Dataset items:

:::

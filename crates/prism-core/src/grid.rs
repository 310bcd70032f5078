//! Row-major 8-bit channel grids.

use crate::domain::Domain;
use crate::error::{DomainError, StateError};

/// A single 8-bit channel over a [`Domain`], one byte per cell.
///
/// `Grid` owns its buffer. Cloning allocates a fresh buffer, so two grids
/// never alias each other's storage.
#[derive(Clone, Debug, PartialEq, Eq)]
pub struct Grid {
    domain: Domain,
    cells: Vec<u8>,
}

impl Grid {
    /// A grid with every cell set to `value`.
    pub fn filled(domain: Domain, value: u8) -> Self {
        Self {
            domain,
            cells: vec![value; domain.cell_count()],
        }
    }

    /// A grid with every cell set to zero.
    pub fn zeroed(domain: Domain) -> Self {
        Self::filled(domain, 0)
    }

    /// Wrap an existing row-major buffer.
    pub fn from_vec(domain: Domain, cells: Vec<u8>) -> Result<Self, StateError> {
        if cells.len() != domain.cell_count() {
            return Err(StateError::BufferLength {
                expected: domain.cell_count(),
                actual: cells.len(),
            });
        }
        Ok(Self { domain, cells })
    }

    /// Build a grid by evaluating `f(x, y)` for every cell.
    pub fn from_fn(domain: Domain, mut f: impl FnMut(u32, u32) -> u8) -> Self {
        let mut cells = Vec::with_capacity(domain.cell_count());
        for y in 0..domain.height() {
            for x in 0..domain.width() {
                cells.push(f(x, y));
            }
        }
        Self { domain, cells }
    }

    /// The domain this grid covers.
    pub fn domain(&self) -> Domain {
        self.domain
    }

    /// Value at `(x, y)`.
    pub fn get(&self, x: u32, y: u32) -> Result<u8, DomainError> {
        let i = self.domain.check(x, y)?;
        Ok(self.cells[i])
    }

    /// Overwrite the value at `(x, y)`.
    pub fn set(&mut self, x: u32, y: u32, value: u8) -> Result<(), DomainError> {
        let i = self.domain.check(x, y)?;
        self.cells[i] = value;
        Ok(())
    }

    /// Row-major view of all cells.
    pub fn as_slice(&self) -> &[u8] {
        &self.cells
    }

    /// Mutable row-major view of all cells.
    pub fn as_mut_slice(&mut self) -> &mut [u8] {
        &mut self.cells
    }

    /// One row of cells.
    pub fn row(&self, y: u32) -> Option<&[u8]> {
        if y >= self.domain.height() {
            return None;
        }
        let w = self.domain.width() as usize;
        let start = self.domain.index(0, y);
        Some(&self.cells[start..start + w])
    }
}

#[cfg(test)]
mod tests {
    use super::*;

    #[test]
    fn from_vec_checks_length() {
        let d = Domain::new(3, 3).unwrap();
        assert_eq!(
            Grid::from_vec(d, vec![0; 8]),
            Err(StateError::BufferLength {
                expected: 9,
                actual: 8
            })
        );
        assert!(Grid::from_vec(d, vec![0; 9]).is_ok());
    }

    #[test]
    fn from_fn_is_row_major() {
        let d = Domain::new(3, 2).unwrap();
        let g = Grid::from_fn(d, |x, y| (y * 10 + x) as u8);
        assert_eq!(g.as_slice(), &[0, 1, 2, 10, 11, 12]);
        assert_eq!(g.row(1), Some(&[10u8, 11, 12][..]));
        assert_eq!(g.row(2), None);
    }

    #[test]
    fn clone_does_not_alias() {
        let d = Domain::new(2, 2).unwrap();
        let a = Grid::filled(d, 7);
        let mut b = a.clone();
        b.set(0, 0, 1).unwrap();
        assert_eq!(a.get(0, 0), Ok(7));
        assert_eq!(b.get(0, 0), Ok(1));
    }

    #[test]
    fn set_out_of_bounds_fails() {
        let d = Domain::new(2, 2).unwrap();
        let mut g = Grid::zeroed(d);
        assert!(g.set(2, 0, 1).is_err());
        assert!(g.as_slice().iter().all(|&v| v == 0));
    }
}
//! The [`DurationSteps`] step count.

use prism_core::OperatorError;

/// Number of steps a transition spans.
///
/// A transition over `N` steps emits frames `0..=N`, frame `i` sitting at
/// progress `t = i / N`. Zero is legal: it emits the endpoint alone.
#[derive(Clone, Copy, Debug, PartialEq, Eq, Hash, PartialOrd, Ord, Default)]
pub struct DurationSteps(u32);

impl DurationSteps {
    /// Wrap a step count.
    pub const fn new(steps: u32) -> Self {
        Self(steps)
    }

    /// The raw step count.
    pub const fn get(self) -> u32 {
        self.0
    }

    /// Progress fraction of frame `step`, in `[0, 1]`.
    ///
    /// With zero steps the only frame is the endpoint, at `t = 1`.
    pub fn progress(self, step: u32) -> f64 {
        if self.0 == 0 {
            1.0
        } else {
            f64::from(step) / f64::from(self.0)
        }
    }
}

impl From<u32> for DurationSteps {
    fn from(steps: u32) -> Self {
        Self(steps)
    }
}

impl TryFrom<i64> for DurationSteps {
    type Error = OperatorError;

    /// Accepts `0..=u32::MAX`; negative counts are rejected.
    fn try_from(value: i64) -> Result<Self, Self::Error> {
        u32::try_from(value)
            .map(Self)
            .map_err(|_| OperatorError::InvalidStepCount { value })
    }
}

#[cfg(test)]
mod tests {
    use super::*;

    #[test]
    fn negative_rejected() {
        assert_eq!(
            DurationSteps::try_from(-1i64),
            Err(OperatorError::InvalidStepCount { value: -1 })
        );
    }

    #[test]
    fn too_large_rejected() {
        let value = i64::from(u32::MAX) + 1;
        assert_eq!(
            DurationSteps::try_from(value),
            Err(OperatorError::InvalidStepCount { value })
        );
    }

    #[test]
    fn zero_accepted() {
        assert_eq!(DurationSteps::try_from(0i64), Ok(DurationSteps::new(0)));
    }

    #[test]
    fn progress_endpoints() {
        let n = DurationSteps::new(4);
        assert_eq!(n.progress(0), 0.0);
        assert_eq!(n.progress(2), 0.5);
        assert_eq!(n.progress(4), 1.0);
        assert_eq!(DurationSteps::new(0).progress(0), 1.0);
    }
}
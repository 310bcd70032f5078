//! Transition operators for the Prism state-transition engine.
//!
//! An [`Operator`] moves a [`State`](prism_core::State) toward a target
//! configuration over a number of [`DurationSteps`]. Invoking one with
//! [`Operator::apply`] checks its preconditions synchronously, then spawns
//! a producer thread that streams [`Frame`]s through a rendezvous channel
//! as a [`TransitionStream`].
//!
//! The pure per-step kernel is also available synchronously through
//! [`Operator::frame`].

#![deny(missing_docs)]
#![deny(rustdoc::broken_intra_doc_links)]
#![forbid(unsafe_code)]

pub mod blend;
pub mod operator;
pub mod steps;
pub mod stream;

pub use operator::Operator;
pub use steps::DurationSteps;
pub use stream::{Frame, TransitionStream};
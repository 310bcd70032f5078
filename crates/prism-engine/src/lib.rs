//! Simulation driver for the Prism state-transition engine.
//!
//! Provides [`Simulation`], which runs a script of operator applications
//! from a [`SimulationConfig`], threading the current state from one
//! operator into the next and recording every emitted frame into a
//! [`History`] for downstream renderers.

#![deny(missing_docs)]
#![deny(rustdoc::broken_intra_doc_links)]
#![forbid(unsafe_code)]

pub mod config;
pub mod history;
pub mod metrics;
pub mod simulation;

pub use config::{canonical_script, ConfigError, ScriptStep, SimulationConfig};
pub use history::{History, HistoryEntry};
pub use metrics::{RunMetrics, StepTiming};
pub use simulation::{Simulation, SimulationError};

:::

The answer consists of every entry, returned exactly.

WRITTEN RESPONSE:
filename crates/prism-core/src/grid.rs
repository 310bcd70032f5078
//! Row-major 8-bit channel grids.

use crate::domain::Domain;
use crate::error::{DomainError, StateError};

/// A single 8-bit channel over a [`Domain`], one byte per cell.
///
/// `Grid` owns its buffer. Cloning allocates a fresh buffer, so two grids
/// never alias each other's storage.
#[derive(Clone, Debug, PartialEq, Eq)]
pub struct Grid {
    domain: Domain,
    cells: Vec<u8>,
}

impl Grid {
    /// A grid with every cell set to `value`.
    pub fn filled(domain: Domain, value: u8) -> Self {
        Self {
            domain,
            cells: vec![value; domain.cell_count()],
        }
    }

    /// A grid with every cell set to zero.
    pub fn zeroed(domain: Domain) -> Self {
        Self::filled(domain, 0)
    }

    /// Wrap an existing row-major buffer.
    pub fn from_vec(domain: Domain, cells: Vec<u8>) -> Result<Self, StateError> {
        if cells.len() != domain.cell_count() {
            return Err(StateError::BufferLength {
                expected: domain.cell_count(),
                actual: cells.len(),
            });
        }
        Ok(Self { domain, cells })
    }

    /// Build a grid by evaluating `f(x, y)` for every cell.
    pub fn from_fn(domain: Domain, mut f: impl FnMut(u32, u32) -> u8) -> Self {
        let mut cells = Vec::with_capacity(domain.cell_count());
        for y in 0..domain.height() {
            for x in 0..domain.width() {
                cells.push(f(x, y));
            }
        }
        Self { domain, cells }
    }

    /// The domain this grid covers.
    pub fn domain(&self) -> Domain {
        self.domain
    }

    /// Value at `(x, y)`.
    pub fn get(&self, x: u32, y: u32) -> Result<u8, DomainError> {
        let i = self.domain.check(x, y)?;
        Ok(self.cells[i])
    }

    /// Overwrite the value at `(x, y)`.
    pub fn set(&mut self, x: u32, y: u32, value: u8) -> Result<(), DomainError> {
        let i = self.domain.check(x, y)?;
        self.cells[i] = value;
        Ok(())
    }

    /// Row-major view of all cells.
    pub fn as_slice(&self) -> &[u8] {
        &self.cells
    }

    /// Mutable row-major view of all cells.
    pub fn as_mut_slice(&mut self) -> &mut [u8] {
        &mut self.cells
    }

    /// One row of cells.
    pub fn row(&self, y: u32) -> Option<&[u8]> {
        if y >= self.domain.height() {
            return None;
        }
        let w = self.domain.width() as usize;
        let start = self.domain.index(0, y);
        Some(&self.cells[start..start + w])
    }
}

#[cfg(test)]
mod tests {
    use super::*;

    #[test]
    fn from_vec_checks_length() {
        let d = Domain::new(3, 3).unwrap();
        assert_eq!(
            Grid::from_vec(d, vec![0; 8]),
            Err(StateError::BufferLength {
                expected: 9,
                actual: 8
            })
        );
        assert!(Grid::from_vec(d, vec![0; 9]).is_ok());
    }

    #[test]
    fn from_fn_is_row_major() {
        let d = Domain::new(3, 2).unwrap();
        let g = Grid::from_fn(d, |x, y| (y * 10 + x) as u8);
        assert_eq!(g.as_slice(), &[0, 1, 2, 10, 11, 12]);
        assert_eq!(g.row(1), Some(&[10u8, 11, 12][..]));
        assert_eq!(g.row(2), None);
    }

    #[test]
    fn clone_does_not_alias() {
        let d = Domain::new(2, 2).unwrap();
        let a = Grid::filled(d, 7);
        let mut b = a.clone();
        b.set(0, 0, 1).unwrap();
        assert_eq!(a.get(0, 0), Ok(7));
        assert_eq!(b.get(0, 0), Ok(1));
    }

    #[test]
    fn set_out_of_bounds_fails() {
        let d = Domain::new(2, 2).unwrap();
        let mut g = Grid::zeroed(d);
        assert!(g.set(2, 0, 1).is_err());
        assert!(g.as_slice().iter().all(|&v| v == 0));
    }
}
//! The [`DurationSteps`] step count.

use prism_core::OperatorError;

/// Number of steps a transition spans.
///
/// A transition over `N` steps emits frames `0..=N`, frame `i` sitting at
/// progress `t = i / N`. Zero is legal: it emits the endpoint alone.
#[derive(Clone, Copy, Debug, PartialEq, Eq, Hash, PartialOrd, Ord, Default)]
pub struct DurationSteps(u32);

impl DurationSteps {
    /// Wrap a step count.
    pub const fn new(steps: u32) -> Self {
        Self(steps)
    }

    /// The raw step count.
    pub const fn get(self) -> u32 {
        self.0
    }

    /// Progress fraction of frame `step`, in `[0, 1]`.
    ///
    /// With zero steps the only frame is the endpoint, at `t = 1`.
    pub fn progress(self, step: u32) -> f64 {
        if self.0 == 0 {
            1.0
        } else {
            f64::from(step) / f64::from(self.0)
        }
    }
}

impl From<u32> for DurationSteps {
    fn from(steps: u32) -> Self {
        Self(steps)
    }
}

impl TryFrom<i64> for DurationSteps {
    type Error = OperatorError;

    /// Accepts `0..=u32::MAX`; negative counts are rejected.
    fn try_from(value: i64) -> Result<Self, Self::Error> {
        u32::try_from(value)
            .map(Self)
            .map_err(|_| OperatorError::InvalidStepCount { value })
    }
}

#[cfg(test)]
mod tests {
    use super::*;

    #[test]
    fn negative_rejected() {
        assert_eq!(
            DurationSteps::try_from(-1i64),
            Err(OperatorError::InvalidStepCount { value: -1 })
        );
    }

    #[test]
    fn too_large_rejected() {
        let value = i64::from(u32::MAX) + 1;
        assert_eq!(
            DurationSteps::try_from(value),
            Err(OperatorError::InvalidStepCount { value })
        );
    }

    #[test]
    fn zero_accepted() {
        assert_eq!(DurationSteps::try_from(0i64), Ok(DurationSteps::new(0)));
    }

    #[test]
    fn progress_endpoints() {
        let n = DurationSteps::new(4);
        assert_eq!(n.progress(0), 0.0);
        assert_eq!(n.progress(2), 0.5);
        assert_eq!(n.progress(4), 1.0);
        assert_eq!(DurationSteps::new(0).progress(0), 1.0);
    }
}
repository 310bcd70032f5078
//! Transition operators for the Prism state-transition engine.
//!
//! An [`Operator`] moves a [`State`](prism_core::State) toward a target
//! configuration over a number of [`DurationSteps`]. Invoking one with
//! [`Operator::apply`] checks its preconditions synchronously, then spawns
//! a producer thread that streams [`Frame`]s through a rendezvous channel
//! as a [`TransitionStream`].
//!
//! The pure per-step kernel is also available synchronously through
//! [`Operator::frame`].

#![deny(missing_docs)]
#![deny(rustdoc::broken_intra_doc_links)]
#![forbid(unsafe_code)]

pub mod blend;
pub mod operator;
pub mod steps;
pub mod stream;

pub use operator::Operator;
pub use steps::DurationSteps;
pub use stream::{Frame, TransitionStream};
repository 310bcd70032f5078
filename crates/prism-engine/src/lib.rs
//! Simulation driver for the Prism state-transition engine.
//!
//! Provides [`Simulation`], which runs a script of operator applications
//! from a [`SimulationConfig`], threading the current state from one
//! operator into the next and recording every emitted frame into a
//! [`History`] for downstream renderers.

#![deny(missing_docs)]
#![deny(rustdoc::broken_intra_doc_links)]
#![forbid(unsafe_code)]

pub mod config;
pub mod history;
pub mod metrics;
pub mod simulation;

pub use config::{canonical_script, ConfigError, ScriptStep, SimulationConfig};
pub use history::{History, HistoryEntry};
pub use metrics::{RunMetrics, StepTiming};
pub use simulation::{Simulation, SimulationError};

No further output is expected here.